James Bond versus the Nazis – Interview with Graeme Shimmin

This week, we hear from spy thriller writer Graeme Shimmin, on the influence of Bond on his book, A Kill in the Morning…

‘My dad had a whole collection of the 1960s paperback versions of the James Bond novels. I was something of a precocious reader and when I was about seven (definitely not more than eight as we moving house then and I remember it was in the old house) I started reading them. Obviously a lot of it was either confusing (e.g. terminology and references I didn’t understand) or went over my head (e.g. sex references) at that age, but the excitement of reading Bond had an effect on me. It also meant I read them very ‘straight’. People often say Fleming wrote the Bond novels with ‘tongue in cheek’ but I didn’t see that at all. I took them seriously (I’m still not a fan of ‘lighthearted’ spy novels).

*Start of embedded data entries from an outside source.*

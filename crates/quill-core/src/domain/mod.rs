//! Domain entities - the core business objects.

mod comment;
mod post;
mod user;

pub use comment::Comment;
pub use post::{Post, PostStatus, normalize_tags, slugify};
pub use user::User;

Then there were the films. The first one I saw in the cinema being Moonraker. I’ve seen every one since on release. The next literary Bond thing I remember is reading several of the John Gardner and Raymond Benson continuation novels. I started writing myself in about 1994, but only did bits and pieces (being too busy with my IT career) until around 2002 when I started writing Angel in Amber. That, sadly, but perhaps unsurprisingly as a first novel, failed to sell.

Photo: Graeme Shimmin

I’d become very interested in alternate history and wrote what turned into the alternate timeline of AKITM as a creative exercise with no intention of writing a novel set in that world (a developed version of that timeline is included as an appendix to AKITM).

Then Devil May Care came out and, part way through reading that, I put two and two together in what was a bit of a eureka moment – I still think “James Bond versus the Nazis” is an incredibly strong concept – I could write an alternative history Bond short story, with Bond in my alternative timeline.

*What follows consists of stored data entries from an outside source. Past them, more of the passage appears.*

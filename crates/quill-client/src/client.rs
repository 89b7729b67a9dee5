//! HTTP client for the Quill API.

use reqwest::{Client, Method, RequestBuilder, Response};
use serde::de::DeserializeOwned;
use uuid::Uuid;

use quill_shared::ErrorResponse;
use quill_shared::dto::{
    AuthResponse, CommentResponse, CreateCommentRequest, CreatePostRequest, LoginRequest,
    PostDetailResponse, PostResponse, RegisterUserRequest, UpdatePostRequest, UserResponse,
};

use crate::error::{ClientError, ClientResult};
use crate::session::Session;

/// Header carrying the identity token.
pub const AUTH_TOKEN_HEADER: &str = "x-auth-token";

/// Typed client for one Quill server.
#[derive(Debug, Clone)]
pub struct ApiClient {
    http: Client,
    base_url: String,
}

impl ApiClient {
    pub fn new(base_url: impl Into<String>) -> Self {
        Self::with_client(Client::new(), base_url)
    }

    pub fn with_client(http: Client, base_url: impl Into<String>) -> Self {
        let base_url = base_url.into().trim_end_matches('/').to_string();
        Self { http, base_url }
    }

    fn url(&self, path: &str) -> String {
        format!("{}/api{}", self.base_url, path)
    }

    /// Anonymous request.
    fn request(&self, method: Method, path: &str) -> RequestBuilder {
        self.http.request(method, self.url(path))
    }

    /// Request carrying the session's token. Fails when nobody is signed in.
    fn authed(&self, method: Method, path: &str, session: &Session) -> ClientResult<RequestBuilder> {
        let token = session.token().ok_or(ClientError::NotSignedIn)?;
        Ok(self.request(method, path).header(AUTH_TOKEN_HEADER, token))
    }

    /// Request that carries the token only when there is one.
    fn maybe_authed(&self, method: Method, path: &str, session: &Session) -> RequestBuilder {
        match session.token() {
            Some(token) => self.request(method, path).header(AUTH_TOKEN_HEADER, token),
            None => self.request(method, path),
        }
    }

    async fn send<T: DeserializeOwned>(request: RequestBuilder) -> ClientResult<T> {
        let response = request.send().await?;
        Self::decode(response).await
    }

    async fn decode<T: DeserializeOwned>(response: Response) -> ClientResult<T> {
        let status = response.status();
        if status.is_success() {
            return Ok(response.json().await?);
        }

        let problem = response
            .json::<ErrorResponse>()
            .await
            .unwrap_or_else(|_| ErrorResponse::new(status.as_u16(), status.to_string()));

        tracing::debug!(status = problem.status, title = %problem.title, "API request failed");
        Err(ClientError::Api(problem))
    }

    /// Sign in with the issued token and fetch the profile into `session`.
    async fn start_session(&self, session: &mut Session, auth: AuthResponse) -> ClientResult<()> {
        session.load(auth);
        let user = self.current_user(session).await?;
        session.set_user(user);
        Ok(())
    }

    /// Create an account and sign in as it.
    pub async fn register(
        &self,
        session: &mut Session,
        request: &RegisterUserRequest,
    ) -> ClientResult<()> {
        let auth = Self::send(self.request(Method::POST, "/auth/register").json(request)).await?;
        self.start_session(session, auth).await
    }

    pub async fn login(&self, session: &mut Session, request: &LoginRequest) -> ClientResult<()> {
        let auth = Self::send(self.request(Method::POST, "/auth/login").json(request)).await?;
        self.start_session(session, auth).await
    }

    /// Sign out. Tokens are stateless, so this never talks to the server.
    pub fn logout(&self, session: &mut Session) {
        session.clear();
    }

    pub async fn current_user(&self, session: &Session) -> ClientResult<UserResponse> {
        Self::send(self.authed(Method::GET, "/auth/user", session)?).await
    }

    pub async fn published_posts(&self) -> ClientResult<Vec<PostResponse>> {
        Self::send(self.request(Method::GET, "/posts")).await
    }

    pub async fn my_posts(&self, session: &Session) -> ClientResult<Vec<PostResponse>> {
        Self::send(self.authed(Method::GET, "/posts/user", session)?).await
    }

    /// A post with its comments. Own drafts are visible when signed in.
    pub async fn post(&self, session: &Session, id: Uuid) -> ClientResult<PostDetailResponse> {
        Self::send(self.maybe_authed(Method::GET, &format!("/posts/{id}"), session)).await
    }

    pub async fn create_post(
        &self,
        session: &Session,
        request: &CreatePostRequest,
    ) -> ClientResult<PostResponse> {
        Self::send(self.authed(Method::POST, "/posts", session)?.json(request)).await
    }

    pub async fn update_post(
        &self,
        session: &Session,
        id: Uuid,
        request: &UpdatePostRequest,
    ) -> ClientResult<PostResponse> {
        let path = format!("/posts/{id}");
        Self::send(self.authed(Method::PUT, &path, session)?.json(request)).await
    }

    pub async fn delete_post(&self, session: &Session, id: Uuid) -> ClientResult<()> {
        let path = format!("/posts/{id}");
        Self::send::<serde_json::Value>(self.authed(Method::DELETE, &path, session)?).await?;
        Ok(())
    }

    /// Comments on a post. A draft's comments are only listed for its owner.
    pub async fn comments(
        &self,
        session: &Session,
        post_id: Uuid,
    ) -> ClientResult<Vec<CommentResponse>> {
        let path = format!("/comments/post/{post_id}");
        Self::send(self.maybe_authed(Method::GET, &path, session)).await
    }

    pub async fn add_comment(
        &self,
        session: &Session,
        post_id: Uuid,
        content: impl Into<String>,
    ) -> ClientResult<CommentResponse> {
        let path = format!("/comments/{post_id}");
        let body = CreateCommentRequest {
            content: content.into(),
        };
        Self::send(self.authed(Method::POST, &path, session)?.json(&body)).await
    }

    pub async fn delete_comment(&self, session: &Session, id: Uuid) -> ClientResult<()> {
        let path = format!("/comments/{id}");
        Self::send::<serde_json::Value>(self.authed(Method::DELETE, &path, session)?).await?;
        Ok(())
    }
}

#[cfg(test)]
mod tests {
    use super::*;

    fn signed_in(token: &str) -> Session {
        let mut session = Session::new();
        session.load(AuthResponse {
            token: token.to_string(),
            token_type: "Bearer".to_string(),
            expires_in: 60,
        });
        session
    }

    #[test]
    fn test_base_url_trailing_slash_is_ignored() {
        let client = ApiClient::new("http://localhost:5000/");
        let request = client.request(Method::GET, "/posts").build().unwrap();

        assert_eq!(request.url().as_str(), "http://localhost:5000/api/posts");
    }

    #[test]
    fn test_authed_request_carries_token_header() {
        let client = ApiClient::new("http://localhost:5000");
        let session = signed_in("abc.def.ghi");

        let request = client
            .authed(Method::DELETE, "/comments/1", &session)
            .unwrap()
            .build()
            .unwrap();

        assert_eq!(request.method(), &Method::DELETE);
        assert_eq!(request.headers()[AUTH_TOKEN_HEADER], "abc.def.ghi");
    }

    #[test]
    fn test_anonymous_session_cannot_build_authed_request() {
        let client = ApiClient::new("http://localhost:5000");

        let result = client.authed(Method::POST, "/posts", &Session::new());
        assert!(matches!(result, Err(ClientError::NotSignedIn)));
    }

    #[test]
    fn test_token_is_dropped_after_logout() {
        let client = ApiClient::new("http://localhost:5000");
        let mut session = signed_in("abc");

        let before = client
            .maybe_authed(Method::GET, "/posts/x", &session)
            .build()
            .unwrap();
        assert!(before.headers().contains_key(AUTH_TOKEN_HEADER));

        client.logout(&mut session);
        let after = client
            .maybe_authed(Method::GET, "/posts/x", &session)
            .build()
            .unwrap();
        assert!(!after.headers().contains_key(AUTH_TOKEN_HEADER));
    }
}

One of the first things that came to me was the title, which is a direct reference to From A View To A Kill – The full line, which I’m sure you know is from D’ye Ken John Peel, is “From a view to a kill in the morning”.

I put the first thousand words up on alternate history.com to see what the response was like. I only intended it to be a short story, what is now the first and third chapters of AKITM but in reverse order – with Bond meeting a girl while ‘off duty’ in Berlin and then assassinating a Nazi officer the next day with the girl giving him a shock by turning out to be the officer’s mistress – giving him having a dilemma about whether to eliminate her as a witness or not.

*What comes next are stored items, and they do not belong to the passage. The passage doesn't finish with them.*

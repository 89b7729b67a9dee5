//! Comment entity for SeaORM.

use sea_orm::Set;
use sea_orm::entity::prelude::*;

#[derive(Clone, Debug, PartialEq, Eq, DeriveEntityModel)]
#[sea_orm(table_name = "comments")]
pub struct Model {
    #[sea_orm(primary_key, auto_increment = false)]
    pub id: Uuid,
    pub post_id: Uuid,
    pub author_id: Uuid,
    #[sea_orm(column_type = "Text")]
    pub content: String,
    pub created_at: DateTimeWithTimeZone,
}

#[derive(Copy, Clone, Debug, EnumIter, DeriveRelation)]
pub enum Relation {
    #[sea_orm(
        belongs_to = "super::post::Entity",
        from = "Column::PostId",
        to = "super::post::Column::Id",
        on_update = "Cascade",
        on_delete = "Cascade"
    )]
    Post,
    #[sea_orm(
        belongs_to = "super::user::Entity",
        from = "Column::AuthorId",
        to = "super::user::Column::Id",
        on_update = "Cascade",
        on_delete = "Cascade"
    )]
    User,
}

impl Related<super::post::Entity> for Entity {
    fn to() -> RelationDef {
        Relation::Post.def()
    }
}

impl Related<super::user::Entity> for Entity {
    fn to() -> RelationDef {
        Relation::User.def()
    }
}

impl ActiveModelBehavior for ActiveModel {}

impl From<Model> for quill_core::domain::Comment {
    fn from(model: Model) -> Self {
        Self {
            id: model.id,
            post_id: model.post_id,
            author_id: model.author_id,
            content: model.content,
            created_at: model.created_at.into(),
        }
    }
}

impl From<quill_core::domain::Comment> for ActiveModel {
    fn from(comment: quill_core::domain::Comment) -> Self {
        Self {
            id: Set(comment.id),
            post_id: Set(comment.post_id),
            author_id: Set(comment.author_id),
            content: Set(comment.content),
            created_at: Set(comment.created_at.into()),
        }
    }
}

And it just took off. It was the easiest thing I’d ever written. Ideas just came flooding out. I practically couldn’t stop writing it. The ‘girl’ turned into Kitty (a nod to Pussy Galore that people seem to miss). She wasn’t the Nazi officer’s mistress but took on a life of her own, as did Molly Ravenhill, the other ‘Bond girl’.

I got a lot of inspiration from The James Bond Dossier by Kingsley Amis and John Griswold’s Ian Fleming’s Jame Bond – which goes to some pretty heroic lengths to try and match Bond to real life.

AKITM was a huge hit on alternatehistory.com which was amazing, but there were some quite traumatic things going on in real life that meant this first version of AKITM ground to a halt about half way through – around the assault course chapter.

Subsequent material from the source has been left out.